Flat band ferromagnetism in Pb2 Sb2O7 via a self-doped mechanism

Electron systems with strong geometrical frustrations have flat bands, and their unusual band dispersions are expected to induce a wide variety of physical properties. However, for the emergence of such properties, the Fermi level must be pinned within the flat band. In this study, we performed first-principles calculations on pyrochlore oxide Pb2Sb2O7 and theoretically clarified that the self-doping mechanism induces pinning of the Fermi level in the flat band in this system. Therefore, a very high density of states is realized at the Fermi level, and the ferromagnetic state transforms into the ground state via a flat band mechanism, although the system does not contain any magnetic elements.

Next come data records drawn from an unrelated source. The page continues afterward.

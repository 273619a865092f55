//! Mutex-guarded store for hosts with several producer threads.
//!
//! Every operation takes the lock for its full duration, including the
//! flush, so records from different threads never interleave.

use std::sync::{Arc, Mutex, MutexGuard};

use crate::console::ConsoleReporter;
use crate::medium::StorageDriver;

use super::errors::{StoreError, StoreResult};
use super::log_store::AppendLogStore;
use super::state::StoreState;

/// Shared handle to one [`AppendLogStore`]. Clones share the same store.
pub struct SharedLogStore<D: StorageDriver, C: ConsoleReporter> {
    inner: Arc<Mutex<AppendLogStore<D, C>>>,
}

impl<D: StorageDriver, C: ConsoleReporter> Clone for SharedLogStore<D, C> {
    fn clone(&self) -> Self {
        Self {
            inner: Arc::clone(&self.inner),
        }
    }
}

impl<D: StorageDriver, C: ConsoleReporter> SharedLogStore<D, C> {
    /// Wrap a store.
    pub fn new(store: AppendLogStore<D, C>) -> Self {
        Self {
            inner: Arc::new(Mutex::new(store)),
        }
    }

    fn lock(&self) -> StoreResult<MutexGuard<'_, AppendLogStore<D, C>>> {
        self.inner.lock().map_err(|_| StoreError::lock_poisoned())
    }

    /// See [`AppendLogStore::initialize_medium`]. False if the lock is poisoned.
    pub fn initialize_medium(&self) -> bool {
        self.lock()
            .map(|mut store| store.initialize_medium())
            .unwrap_or(false)
    }

    /// See [`AppendLogStore::open_destinations`]. False if the lock is poisoned.
    pub fn open_destinations(&self) -> bool {
        self.lock()
            .map(|mut store| store.open_destinations())
            .unwrap_or(false)
    }

    /// See [`AppendLogStore::write_data`].
    pub fn write_data(&self, text: &str) -> StoreResult<()> {
        self.lock()?.write_data(text)
    }

    /// See [`AppendLogStore::write_error`].
    pub fn write_error(&self, text: &str) -> StoreResult<()> {
        self.lock()?.write_error(text)
    }

    /// See [`AppendLogStore::medium_near_capacity`].
    pub fn medium_near_capacity(&self) -> bool {
        self.lock()
            .map(|store| store.medium_near_capacity())
            .unwrap_or(false)
    }

    /// Current lifecycle state
    pub fn state(&self) -> StoreResult<StoreState> {
        Ok(self.lock()?.state())
    }
}

#[cfg(test)]
mod tests {
    use super::*;
    use crate::console::MemoryConsole;
    use crate::medium::MemoryDriver;
    use crate::store::StoreErrorCode;
    use std::thread;

    /// Console that panics on the first status line, while the lock is held.
    struct PanickingConsole;

    impl ConsoleReporter for PanickingConsole {
        fn report(&mut self, line: &str) {
            panic!("console failed on {:?}", line);
        }
    }

    #[test]
    fn test_concurrent_writers_lose_nothing() {
        let driver = MemoryDriver::new();
        let shared = SharedLogStore::new(AppendLogStore::new(driver.clone(), MemoryConsole::new()));
        assert!(shared.initialize_medium());
        assert!(shared.open_destinations());

        let handles: Vec<_> = (0..4)
            .map(|t| {
                let store = shared.clone();
                thread::spawn(move || {
                    for i in 0..25 {
                        store.write_data(&format!("{},{}\n", t, i)).unwrap();
                    }
                })
            })
            .collect();
        for handle in handles {
            handle.join().unwrap();
        }

        let content = driver.contents_string("/DATA.CSV");
        let lines: Vec<_> = content.lines().collect();
        assert_eq!(lines.len(), 100);
        for t in 0..4 {
            for i in 0..25 {
                assert!(lines.contains(&format!("{},{}", t, i).as_str()));
            }
        }
        assert_eq!(driver.flush_count(), 100);
    }

    #[test]
    fn test_shared_state_and_stub() {
        let shared = SharedLogStore::new(AppendLogStore::new(MemoryDriver::new(), MemoryConsole::new()));
        assert_eq!(shared.state().unwrap(), StoreState::Uninitialized);
        assert!(!shared.medium_near_capacity());

        let err = shared.write_error("early").unwrap_err();
        assert!(err.to_string().contains("DRIFTER_STORE_NOT_READY"));
    }

    #[test]
    fn test_poisoned_lock_is_reported() {
        let shared = SharedLogStore::new(AppendLogStore::new(MemoryDriver::new(), PanickingConsole));

        let producer = shared.clone();
        let outcome = thread::spawn(move || producer.initialize_medium()).join();
        assert!(outcome.is_err());

        let err = shared.write_data("a").unwrap_err();
        assert_eq!(err.code(), StoreErrorCode::LockPoisoned);
        assert!(err.is_fatal());
        assert!(shared.write_error("b").is_err());
        assert!(!shared.initialize_medium());
        assert!(!shared.open_destinations());
        assert!(shared.state().is_err());
    }
}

This compound has the potential to serve as a new platform for projecting the properties of flat band systems in the real world.

Automated summary

In this study, first-principles calculations were performed on the pyrochlore oxide Pb2Sb2O7, and it was theoretically clarified that the self-doping mechanism induces the pinning of the Fermi level within the flat band, resulting in a very high density of states and a transformation of the ferromagnetic state into the ground state via a flat band mechanism, despite the absence of magnetic elements in the system. This compound has the potential to serve as a new platform for projecting the properties of flat band systems in the real world.